(Beginning of RECORD EXTRACTS)

use std::{env, fs::OpenOptions, net::SocketAddr, sync::Arc};

use axum::{
    Router,
    extract::{MatchedPath, Request},
};
use axum_server::Handle;
use clap::Parser;
use rusqlite::Connection;
use tower_http::trace::TraceLayer;
use tracing_subscriber::{Layer, filter, layer::SubscriberExt, util::SubscriberInitExt};

use pennyway_rs::{AppState, build_router, graceful_shutdown};

/// The REST API server for pennyway_rs.
#[derive(Parser, Debug)]
#[command(version, about, long_about = None)]
struct Args {
    /// File path to the application SQLite database.
    #[arg(long)]
    db_path: String,

    /// The port to serve the API from.
    #[arg(short, long, default_value_t = 3000)]
    port: u16,

    /// File path for the debug level log.
    #[arg(long, default_value = "debug.log")]
    log_path: String,
}

#[tokio::main]
async fn main() {
    let args = Args::parse();

    setup_logging(&args.log_path);

    let addr = SocketAddr::from(([127, 0, 0, 1], args.port));

    let secret = env::var("SECRET").expect("The environment variable 'SECRET' must be set");

    let conn = Connection::open(&args.db_path).expect("Could not open the database");
    let app_state = AppState::new(conn, &secret).expect("Could not initialize the database");

    let handle = Handle::new();
    tokio::spawn(graceful_shutdown(handle.clone()));

    let router = add_tracing_layer(build_router(app_state));

    #[cfg(debug_assertions)]
    let router = router.layer(axum::middleware::from_fn(pennyway_rs::logging_middleware));

    tracing::info!("HTTP server listening on {}", addr);
    axum_server::bind(addr)
        .handle(handle)
        .serve(router.into_make_service())
        .await
        .expect("The server stopped unexpectedly");
}

fn setup_logging(log_path: &str) {
    let stdout_log = tracing_subscriber::fmt::layer().pretty();

    let log_file = OpenOptions::new()
        .create(true)
        .append(true)
        .open(log_path)
        .expect("Could not create log file");

    let debug_log = tracing_subscriber::fmt::layer()
        .pretty()
        .with_writer(Arc::new(log_file));

    tracing_subscriber::registry()
        .with(
            stdout_log
                .with_filter(filter::LevelFilter::INFO)
                .and_then(debug_log)
                .with_filter(filter::LevelFilter::DEBUG),
        )
        .init();
}

fn add_tracing_layer(router: Router) -> Router {
    let tracing_layer = TraceLayer::new_for_http()
        .make_span_with(|req: &Request| {
            let method = req.method();
            let uri = req.uri();

            let matched_path = req
                .extensions()
                .get::<MatchedPath>()
                .map(|matched_path| matched_path.as_str());

            tracing::debug_span!("request", %method, %uri, matched_path)
        })
        // Errors are logged when they are turned into responses.
        .on_failure(());

    router.layer(tracing_layer)
}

(End of RECORD EXTRACTS)

* EXERCISE
If a line in the data above contains "OpenOptions", return that line.

* SOLUTION FOR THIS EXERCISE
use std::{env, fs::OpenOptions, net::SocketAddr, sync::Arc};
    let log_file = OpenOptions::new()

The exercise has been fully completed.